Addressing the question of whether a double conviction for genocide and conspiracy to commit genocide is permissible, the Chamber noted that although, under common law, an accused can in principle be convicted for both conspiracy and the substantive offence, this position has nevertheless been criticised.[109] In civil law systems, accused persons can only be convicted of conspiracy if either: the substantive offence has not been realised; or if they were part of a conspiracy but did not directly participate in the realisation by their co-conspirator(s) of the substantive offence.[110] In Musema, the Chamber decided to adopt the position most favourable to the accused, namely that an accused convicted of genocide could not, on the basis of the same acts, also be convicted of conspiracy to commit genocide.[111] The Chamber found that Alfred Musema was not criminally responsible for conspiracy to commit genocide as the Prosecutor had not adduced sufficient evidence to establish that he conspired with other persons to commit genocide.[112] The Chamber concluded:

Musema does not incur criminal responsibility for the crime of conspiracy to commit genocide, under Count 3, all the more so as, on the basis of the same acts, the Prosecutor presented evidence of Musema’s participation in the commission of genocide, the substantive offence in relation to conspiracy.[113]

These findings are of prime importance, as they constitute the first judicial definition of conspiracy to commit genocide and, hence, set a necessary precedent. Of interest is whether the Chamber’s conclusion that an accused cannot be convicted of both genocide and conspiracy to commit genocide on the basis of the same acts will be followed by other trial chambers in future ICTR cases. This question is particularly pertinent in light of the recent ICTR Trial Chambers’ decisions to grant the Prosecutor’s requests to join several accused and to simultaneously charge them with both genocide and conspiracy to commit genocide.[114] The Prosecutor’s argument is that to bring to the fore the totality of the culpable conduct of the accused, it is necessary not only to establish that they are responsible for having directly participated in the commission of the genocide in Rwanda in 1994, but also that they bear an additional responsibility for having conspired to commit the genocide.

VI CONCLUSION

Musema highlights the main legal challenges facing international criminal law: the development of its procedure and applicable substantive law. In dealing with evidentiary and procedural issues at the international level, practitioners and judges are still obviously influenced by the legal tradition with which they are most familiar. Nevertheless, as was seen in the Chamber’s approach to the admissibility and evidential value of the Swiss Files, international criminal law is growing from a symbiotic application of rules inspired by both the common and civil law systems, and should no longer be seen to operate in a supra-national vacuum.

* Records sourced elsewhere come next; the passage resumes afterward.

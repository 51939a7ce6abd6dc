use crate::error::ResourceError;
use crate::manifest::{DEFAULT_MANIFEST_FILE, WatchBackend, WatchOptions};
use serde::{Deserialize, Serialize};
use std::path::{Path, PathBuf};
use std::time::Duration;

pub const DEFAULT_LANGUAGE: &str = "en";
pub use crate::resource::descriptor::DEFAULT_SIZE_LIMIT;

#[derive(Debug, thiserror::Error)]
pub enum ConfigError {
    #[error("cannot read config {path}: {source}")]
    Read {
        path: PathBuf,
        #[source]
        source: std::io::Error,
    },
    #[error("cannot parse config {path}: {source}")]
    Parse {
        path: PathBuf,
        #[source]
        source: serde_json::Error,
    },
    #[error("invalid config: {0}")]
    Invalid(String),
}

impl From<ConfigError> for ResourceError {
    fn from(err: ConfigError) -> Self {
        ResourceError::Configuration(err.to_string())
    }
}

#[derive(Debug, Clone, PartialEq, Serialize, Deserialize)]
#[serde(default)]
pub struct EngineConfig {
    /// Overrides the embedded builtin snapshot.
    pub builtin_dir: Option<PathBuf>,
    pub custom_dir: Option<PathBuf>,
    pub app_dir: Option<PathBuf>,
    pub default_language: String,
    /// Largest file, in bytes, an edit may write.
    pub size_limit: usize,
    pub matcher: MatcherConfig,
    pub manifest: ManifestConfig,
}

impl Default for EngineConfig {
    fn default() -> Self {
        Self {
            builtin_dir: None,
            custom_dir: None,
            app_dir: None,
            default_language: DEFAULT_LANGUAGE.to_string(),
            size_limit: DEFAULT_SIZE_LIMIT,
            matcher: MatcherConfig::default(),
            manifest: ManifestConfig::default(),
        }
    }
}

impl EngineConfig {
    /// Load a JSON config file. Missing fields take their defaults.
    pub fn load(path: impl AsRef<Path>) -> std::result::Result<Self, ConfigError> {
        let path = path.as_ref();
        let data = std::fs::read(path).map_err(|source| ConfigError::Read {
            path: path.to_path_buf(),
            source,
        })?;
        let config: EngineConfig =
            serde_json::from_slice(&data).map_err(|source| ConfigError::Parse {
                path: path.to_path_buf(),
                source,
            })?;
        config.validate()?;
        Ok(config)
    }

    pub fn validate(&self) -> std::result::Result<(), ConfigError> {
        if self.default_language.trim().is_empty() {
            return Err(ConfigError::Invalid("default_language is empty".to_string()));
        }
        if self.manifest.mode == ManifestMode::Live
            && self.manifest.dir.is_none()
            && self.builtin_dir.is_none()
        {
            return Err(ConfigError::Invalid(
                "live manifest mode needs manifest.dir or builtin_dir".to_string(),
            ));
        }
        Ok(())
    }
}

#[derive(Debug, Clone, PartialEq, Serialize, Deserialize)]
#[serde(default)]
pub struct MatcherConfig {
    /// Compiled matchers unused for this long are evicted.
    pub idle_ttl_secs: u64,
}

impl Default for MatcherConfig {
    fn default() -> Self {
        Self { idle_ttl_secs: 600 }
    }
}

impl MatcherConfig {
    pub fn idle_ttl(&self) -> Duration {
        Duration::from_secs(self.idle_ttl_secs)
    }
}

#[derive(Debug, Clone, Copy, Default, PartialEq, Eq, Serialize, Deserialize)]
#[serde(rename_all = "snake_case")]
pub enum ManifestMode {
    /// Read once at startup.
    #[default]
    Static,
    /// Reloaded in the background whenever the file changes.
    Live,
}

#[derive(Debug, Clone, PartialEq, Serialize, Deserialize)]
#[serde(default)]
pub struct ManifestConfig {
    pub mode: ManifestMode,
    /// Directory holding the manifest. Defaults to the generated root of the
    /// builtin layer.
    pub dir: Option<PathBuf>,
    pub file_name: String,
    /// Logical keys served as generated assets.
    pub assets: Vec<String>,
    pub backend: WatchBackend,
    pub debounce_ms: u64,
    pub poll_interval_ms: u64,
}

impl Default for ManifestConfig {
    fn default() -> Self {
        Self {
            mode: ManifestMode::Static,
            dir: None,
            file_name: DEFAULT_MANIFEST_FILE.to_string(),
            assets: Vec::new(),
            backend: WatchBackend::Native,
            debounce_ms: 100,
            poll_interval_ms: 1000,
        }
    }
}

impl ManifestConfig {
    pub fn watch_options(&self) -> WatchOptions {
        WatchOptions {
            backend: self.backend,
            debounce: Duration::from_millis(self.debounce_ms),
            poll_interval: Duration::from_millis(self.poll_interval_ms),
        }
    }
}

#[cfg(test)]
mod tests {
    use super::*;
    use std::io::Write;

    #[test]
    fn test_partial_config_takes_defaults() {
        let mut file = tempfile::NamedTempFile::new().unwrap();
        write!(
            file,
            r#"{{"app_dir": "/srv/app", "manifest": {{"mode": "live", "dir": "/srv/gen", "backend": "poll"}}}}"#
        )
        .unwrap();

        let config = EngineConfig::load(file.path()).unwrap();
        assert_eq!(config.app_dir, Some(PathBuf::from("/srv/app")));
        assert_eq!(config.default_language, "en");
        assert_eq!(config.size_limit, DEFAULT_SIZE_LIMIT);
        assert_eq!(config.matcher.idle_ttl(), Duration::from_secs(600));
        assert_eq!(config.manifest.mode, ManifestMode::Live);
        assert_eq!(config.manifest.file_name, "manifest.json");

        let options = config.manifest.watch_options();
        assert_eq!(options.backend, WatchBackend::Poll);
        assert_eq!(options.debounce, Duration::from_millis(100));
    }

    #[test]
    fn test_live_without_dir_is_rejected() {
        let mut file = tempfile::NamedTempFile::new().unwrap();
        write!(file, r#"{{"manifest": {{"mode": "live"}}}}"#).unwrap();
        assert!(matches!(
            EngineConfig::load(file.path()),
            Err(ConfigError::Invalid(_))
        ));
    }

    #[test]
    fn test_bad_json_maps_to_configuration_error() {
        let mut file = tempfile::NamedTempFile::new().unwrap();
        write!(file, "{{not json").unwrap();
        let err: ResourceError = EngineConfig::load(file.path()).unwrap_err().into();
        assert!(matches!(err, ResourceError::Configuration(_)));
    }
}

International criminal justice is still so young that each judgment rendered by an international criminal jurisdiction constitutes yet another building block in the edifice of its jurisprudence. Musema, if only because it proposes the first judicial definition of the crime of conspiracy to commit genocide, sets an important precedent and accordingly contributes to the elaboration of substantive international criminal law.

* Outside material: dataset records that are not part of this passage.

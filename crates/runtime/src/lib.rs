use include_dir::{Dir, include_dir};
use std::path::{Path, PathBuf};
use std::sync::Arc;
use strata_api::{Artifact, View};
use strata_core::config::{EngineConfig, ManifestMode};
use strata_core::descriptors::{
    BundleDescriptor, GeneratedAssetDescriptor, ImageDescriptor, LocaleImageDescriptor,
    PassthroughDescriptor, STATIC_ROOT, SecretsDescriptor, StaticImageDescriptor,
    TemplateDescriptor, TranslationDescriptor,
};
use strata_core::intl::LanguageMatcher;
use strata_core::layer::{DirLayer, EmbeddedLayer, Layer, LayerLevel};
use strata_core::manifest::ManifestResolver;
use strata_core::{Manager, Registry, ResourceError, Result};
use tracing_appender::non_blocking::WorkerGuard;

/// Builtin resources compiled into the binary.
static BUILTIN: Dir<'static> = include_dir!("$CARGO_MANIFEST_DIR/resources");

/// Where build-generated assets and their manifest live in every layer.
pub const GENERATED_ROOT: &str = "static/generated";

pub const TEMPLATES: &[&str] = &["email/welcome.txt", "sms/otp.txt"];

/// A manager over the configured layers plus the manifest it serves
/// generated assets through.
pub struct Engine {
    manager: Manager,
    manifest: Arc<ManifestResolver>,
    matcher: Arc<LanguageMatcher>,
    default_language: String,
}

impl Engine {
    pub fn manager(&self) -> &Manager {
        &self.manager
    }

    pub fn manifest(&self) -> &Arc<ManifestResolver> {
        &self.manifest
    }

    pub fn matcher(&self) -> &Arc<LanguageMatcher> {
        &self.matcher
    }

    pub fn default_language(&self) -> &str {
        &self.default_language
    }

    /// The view a caller usually wants for `path`: the app file, the
    /// locale-resolved resource when languages are given, else the merged file.
    pub fn view_for(&self, path: &str, preferred: &[String], app: bool) -> View {
        if app {
            View::app_file(path)
        } else if preferred.is_empty() {
            View::effective_file(path, self.default_language.as_str())
        } else {
            View::effective_resource(preferred.iter().cloned(), self.default_language.as_str())
        }
    }

    pub fn read(&self, path: &str, view: &View) -> Result<Artifact> {
        self.manager.read_path(path, view)
    }

    /// Physical name and content of the generated asset `key`.
    pub fn asset(&self, key: &str) -> Result<(String, Vec<u8>)> {
        let physical = self.manifest.asset_name(key)?;
        let data = self.manifest.read(&physical)?;
        Ok((physical, data))
    }

    pub fn shutdown(&self) {
        self.manifest.shutdown();
    }
}

/// Assemble the default engine described by `config`.
///
/// Live manifests spawn their watcher on the current tokio runtime, so call
/// this from inside one when `manifest.mode` is `live`.
pub fn build_engine(config: &EngineConfig) -> Result<Engine> {
    config.validate()?;

    let builtin: Arc<dyn Layer> = match &config.builtin_dir {
        Some(dir) => Arc::new(DirLayer::new(dir, LayerLevel::Builtin)),
        None => Arc::new(EmbeddedLayer::new("embedded", LayerLevel::Builtin, &BUILTIN)),
    };
    let mut layers = vec![builtin];
    if let Some(dir) = &config.custom_dir {
        layers.push(Arc::new(DirLayer::new(dir, LayerLevel::Custom)));
    }
    if let Some(dir) = &config.app_dir {
        layers.push(Arc::new(DirLayer::new(dir, LayerLevel::App)));
    }

    let manifest = Arc::new(open_manifest(config)?);
    let matcher = Arc::new(LanguageMatcher::new(config.matcher.idle_ttl()));
    let registry = default_registry(config, &matcher, &manifest);
    tracing::info!(
        "engine ready: {} layer(s), {} descriptor(s), manifest {}",
        layers.len(),
        registry.len(),
        if manifest.is_live() { "live" } else { "static" }
    );

    Ok(Engine {
        manager: Manager::new(Arc::new(registry), layers)?,
        manifest,
        matcher,
        default_language: config.default_language.clone(),
    })
}

fn open_manifest(config: &EngineConfig) -> Result<ManifestResolver> {
    let manifest = &config.manifest;
    let dir: Option<PathBuf> = manifest
        .dir
        .clone()
        .or_else(|| config.builtin_dir.as_deref().map(generated_dir));

    match (manifest.mode, dir) {
        (ManifestMode::Live, Some(dir)) => {
            ManifestResolver::watch_dir(dir, &manifest.file_name, manifest.watch_options())
        }
        (ManifestMode::Live, None) => Err(ResourceError::Configuration(
            "live manifest needs a directory".to_string(),
        )),
        (ManifestMode::Static, Some(dir)) => ManifestResolver::from_layer(
            Arc::new(DirLayer::new(dir, LayerLevel::Builtin)),
            &manifest.file_name,
        ),
        (ManifestMode::Static, None) => {
            let generated = BUILTIN.get_dir(GENERATED_ROOT).ok_or_else(|| {
                ResourceError::Configuration(format!("embedded resources lack {GENERATED_ROOT}"))
            })?;
            ManifestResolver::from_layer(
                Arc::new(EmbeddedLayer::new("embedded-generated", LayerLevel::Builtin, generated)),
                &manifest.file_name,
            )
        }
    }
}

fn generated_dir(builtin: &Path) -> PathBuf {
    builtin.join(GENERATED_ROOT)
}

/// Every resource kind the default engine serves.
pub fn default_registry(
    config: &EngineConfig,
    matcher: &Arc<LanguageMatcher>,
    manifest: &Arc<ManifestResolver>,
) -> Registry {
    let static_path = |name: &str| format!("{STATIC_ROOT}/{name}");
    let mut registry = Registry::new()
        .with(Arc::new(BundleDescriptor::css(static_path("app.css"))))
        .with(Arc::new(BundleDescriptor::js(static_path("app.js"))))
        .with(Arc::new(PassthroughDescriptor::new(static_path("robots.txt"))))
        .with(Arc::new(
            TranslationDescriptor::new(Arc::clone(matcher))
                .with_default_tag(config.default_language.as_str()),
        ))
        .with(Arc::new(
            LocaleImageDescriptor::new("logo", Arc::clone(matcher)).with_size_limit(config.size_limit),
        ))
        .with(Arc::new(StaticImageDescriptor::new("favicon")))
        .with(Arc::new(
            ImageDescriptor::new("banner").with_size_limit(config.size_limit),
        ))
        .with(Arc::new(SecretsDescriptor::new()));

    for template in TEMPLATES {
        registry.register(Arc::new(TemplateDescriptor::new(*template, Arc::clone(matcher))));
    }
    for key in &config.manifest.assets {
        registry.register(Arc::new(GeneratedAssetDescriptor::new(
            GENERATED_ROOT,
            key.as_str(),
            Arc::clone(manifest),
        )));
    }
    registry
}

/// Initializes logging for a component. This delegates to the core logging module.
pub fn init_logging(component: &str, to_stderr: bool) -> WorkerGuard {
    strata_core::logging::init_logging(component, to_stderr)
}

#[cfg(test)]
mod tests {
    use super::*;
    use std::time::Duration;
    use tempfile::TempDir;

    fn config() -> EngineConfig {
        let mut config = EngineConfig::default();
        config.manifest.assets = vec!["index.js".to_string()];
        config
    }

    #[test]
    fn test_embedded_defaults_resolve() {
        let engine = build_engine(&config()).unwrap();
        assert!(!engine.manifest().is_live());

        let css = engine
            .read("static/app.css", &engine.view_for("static/app.css", &[], false))
            .unwrap();
        assert!(String::from_utf8_lossy(css.as_bytes().unwrap()).contains("--strata-primary"));

        let welcome = engine
            .read(
                "templates/en/email/welcome.txt",
                &engine.view_for("templates/en/email/welcome.txt", &["zh-HK".to_string()], false),
            )
            .unwrap()
            .into_asset()
            .unwrap();
        assert_eq!(welcome.language_tag.as_deref(), Some("zh-Hant"));

        let logo = engine
            .read("static/en/logo.png", &engine.view_for("static/en/logo.png", &["fr".to_string()], false))
            .unwrap()
            .into_asset()
            .unwrap();
        assert_eq!(logo.path, "static/__default__/logo.png");
        assert_eq!(logo.language_tag.as_deref(), Some("en"));
    }

    #[test]
    fn test_generated_asset_through_manifest() {
        let engine = build_engine(&config()).unwrap();
        let (physical, data) = engine.asset("index.js").unwrap();
        assert_eq!(physical, "index.3f9a1c0d.js");
        assert!(data.starts_with(b"window.strataBuild"));

        let via_manager = engine
            .read(
                "static/generated/index.js.map",
                &View::effective_file("static/generated/index.js.map", "en"),
            )
            .unwrap()
            .into_asset()
            .unwrap();
        assert_eq!(via_manager.path, "static/generated/index.3f9a1c0d.js.map");
        assert!(engine.asset("missing.js").unwrap_err().is_not_found());
    }

    #[test]
    fn test_app_dir_overrides_builtin() {
        let app = TempDir::new().unwrap();
        std::fs::create_dir_all(app.path().join("templates/en")).unwrap();
        std::fs::write(
            app.path().join("templates/en/translation.json"),
            r#"{"app.name": "Acme"}"#,
        )
        .unwrap();

        let mut config = config();
        config.app_dir = Some(app.path().to_path_buf());
        let engine = build_engine(&config).unwrap();

        let translations = engine
            .read(
                "templates/en/translation.json",
                &View::effective_resource(["zh-TW"], "en"),
            )
            .unwrap()
            .into_translations()
            .unwrap();
        assert_eq!(translations["app.name"].value, "Acme");
        assert_eq!(translations["greeting"].value, "您好");

        let app_file = engine
            .read(
                "templates/en/translation.json",
                &engine.view_for("templates/en/translation.json", &[], true),
            )
            .unwrap();
        let doc: serde_json::Value = serde_json::from_slice(app_file.as_bytes().unwrap()).unwrap();
        assert_eq!(doc["app.name"], "Acme");
    }

    #[test]
    fn test_live_manifest_requires_runtime() {
        let dir = TempDir::new().unwrap();
        let mut config = config();
        config.manifest.mode = ManifestMode::Live;
        config.manifest.dir = Some(dir.path().to_path_buf());
        assert!(matches!(
            build_engine(&config),
            Err(ResourceError::Configuration(_))
        ));
    }

    #[tokio::test(flavor = "multi_thread", worker_threads = 2)]
    async fn test_live_manifest_follows_rebuilds() {
        let dir = TempDir::new().unwrap();
        std::fs::write(dir.path().join("manifest.json"), r#"{"index.js": "index.a.js"}"#).unwrap();
        let mut config = config();
        config.manifest.mode = ManifestMode::Live;
        config.manifest.dir = Some(dir.path().to_path_buf());
        config.manifest.debounce_ms = 20;

        let engine = build_engine(&config).unwrap();
        assert!(engine.manifest().is_live());
        assert_eq!(engine.manifest().asset_name("index.js").unwrap(), "index.a.js");

        std::fs::write(dir.path().join("manifest.json"), r#"{"index.js": "index.bb.js"}"#).unwrap();
        let deadline = tokio::time::Instant::now() + Duration::from_secs(10);
        while engine.manifest().asset_name("index.js").unwrap() != "index.bb.js" {
            assert!(tokio::time::Instant::now() < deadline, "manifest was not reloaded");
            tokio::time::sleep(Duration::from_millis(20)).await;
        }
        engine.shutdown();
    }
}
use strata_core::config::{EngineConfig, ManifestMode};
use tracing::info;

pub async fn run(mut config: EngineConfig) -> Result<(), Box<dyn std::error::Error>> {
    config.manifest.mode = ManifestMode::Live;
    let engine = strata_runtime::build_engine(&config)?;

    let manifest = engine.manifest();
    info!(
        "Watching manifest {} ({} entries).",
        manifest.file_name(),
        manifest.current().len()
    );
    info!("Press Ctrl+C to stop.");

    tokio::signal::ctrl_c().await?;
    engine.shutdown();
    info!("Watcher stopped.");

    Ok(())
}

CéCILE APTEL[†] AND JAMIE A WILLIAMSON[‡]


[*] Case No ICTR-96-13-T (27 January 2000).

[1] The full name of the ICTR is the ‘International Criminal Tribunal for the Prosecution of Persons Responsible for Genocide and Other Serious Violations of International Humanitarian Law Committed in the Territory of Rwanda and Rwandan Citizens Responsible for Genocide and Other Such Violations Committed in the Territory of Neighbouring States, Between 1 January 1994 and 31 December 1994’: Statute of the International Tribunal for Rwanda (‘ICTR Statute’), annex to SC Res 955, 49 UN SCOR (3453rd mtg), UN Doc S/Res/955 (1994); 33 ILM 1600 (‘SC Res 955’).

[2] ‘Judgement and Sentence’, Prosecutor v Musema, Case No ICTR-96-13-T (27 January 2000) (Aspegren J (Presiding) (Sweden), Kama J (Senegal) and Pillay J (South Africa)).

[3] Ibid [936].

[4] Ibid [951]. The applicable law of this offence is not considered in this case note.

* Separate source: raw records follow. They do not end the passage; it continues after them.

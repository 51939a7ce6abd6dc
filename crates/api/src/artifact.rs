use serde::{Deserialize, Serialize};
use std::collections::BTreeMap;

/// A resolved file that knows where it would be served from.
#[derive(Debug, Clone, PartialEq, Eq, Serialize, Deserialize)]
pub struct StaticAsset {
    pub path: String,
    /// The tag the asset was resolved for, if it is locale-keyed.
    pub language_tag: Option<String>,
    #[serde(with = "serde_bytes")]
    pub data: Vec<u8>,
}

/// One resolved translation value and the language it came from.
#[derive(Debug, Clone, PartialEq, Eq, Serialize, Deserialize)]
pub struct Translation {
    pub language_tag: String,
    pub value: String,
}

/// The result of reducing a list of raw files through one view.
#[derive(Debug, Clone, PartialEq, Serialize, Deserialize)]
#[serde(tag = "kind", content = "value", rename_all = "snake_case")]
pub enum Artifact {
    Bytes(#[serde(with = "serde_bytes")] Vec<u8>),
    Asset(StaticAsset),
    Translations(BTreeMap<String, Translation>),
    Document(serde_json::Value),
    Validated,
}

impl Artifact {
    /// Raw payload of byte-like artifacts.
    pub fn as_bytes(&self) -> Option<&[u8]> {
        match self {
            Artifact::Bytes(data) => Some(data),
            Artifact::Asset(asset) => Some(&asset.data),
            _ => None,
        }
    }

    pub fn into_bytes(self) -> Option<Vec<u8>> {
        match self {
            Artifact::Bytes(data) => Some(data),
            Artifact::Asset(asset) => Some(asset.data),
            _ => None,
        }
    }

    pub fn into_asset(self) -> Option<StaticAsset> {
        match self {
            Artifact::Asset(asset) => Some(asset),
            _ => None,
        }
    }

    pub fn into_translations(self) -> Option<BTreeMap<String, Translation>> {
        match self {
            Artifact::Translations(map) => Some(map),
            _ => None,
        }
    }

    pub fn into_document(self) -> Option<serde_json::Value> {
        match self {
            Artifact::Document(value) => Some(value),
            _ => None,
        }
    }
}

[5] Ibid [967]. The applicable law of this offence is not considered in this case note.

[6] Ibid [1008].

[7] SC Res 955, above n 1. The ICTR Statute was subsequently modified by the Security Council on 30 April 1998, to establish a third Trial Chamber: SC Res 1165, 53 UN SCOR (3877th mtg), UN Doc S/Res/1165 (1998).

[8] ICTR Statute, above n 1, art 1.

[9] Kibuye is one of eleven territorial divisions of Rwanda: Musema, above n 2, [355].

[10] Ibid [12].

[11] Ibid [12]–[14].

[12] By the time of judgment, Alfred Musema had been charged with: genocide, or in the alternative, complicity in genocide; conspiracy to commit genocide; crimes against humanity (murder); crimes against humanity (extermination); crimes against humanity (other inhumane acts); crimes against humanity (rape); serious violations of article 3 common to the Geneva Conventions and of Additional Protocol II: ‘Amended Indictment’, Prosecutor v Musema, Case No ICTR‑96-13-I (6 May 1999).

[13] According to the expert witness of the Prosecutor, André Guichaoua, Musema, above n 2, [872].

[14] Ibid [868]–[878].

[15] The three judgments previously rendered on the merits were: ‘Judgement’, Prosecutor v Akayesu, Case No ICTR-96-4-T (2 September 1998); 37 ILM 1399 (‘Akayesu’); ‘Judgement and Sentence’, Prosecutor v Kayishema & Ruzindana, Case No ICTR-95-1-T (21 May 1999); and ‘Judgement and Sentence’, Prosecutor v Rutaganda, Case No ICTR-96-3-T (6 December 1999); 39 ILM 557. The ICTR also rendered three sentencing judgments after guilty pleas: ‘Judgement and Sentence’, Prosecutor v Kambanda, Case No ICTR 97-23-S (4 September 1998); ‘Sentence’, Prosecutor v Serushago, Case No ICTR 98-39-S (5 February 1999); and ‘Judgement and Sentence’, Prosecutor v Ruggiu, Case No ICTR‑97‑32‑I (1 June 2000).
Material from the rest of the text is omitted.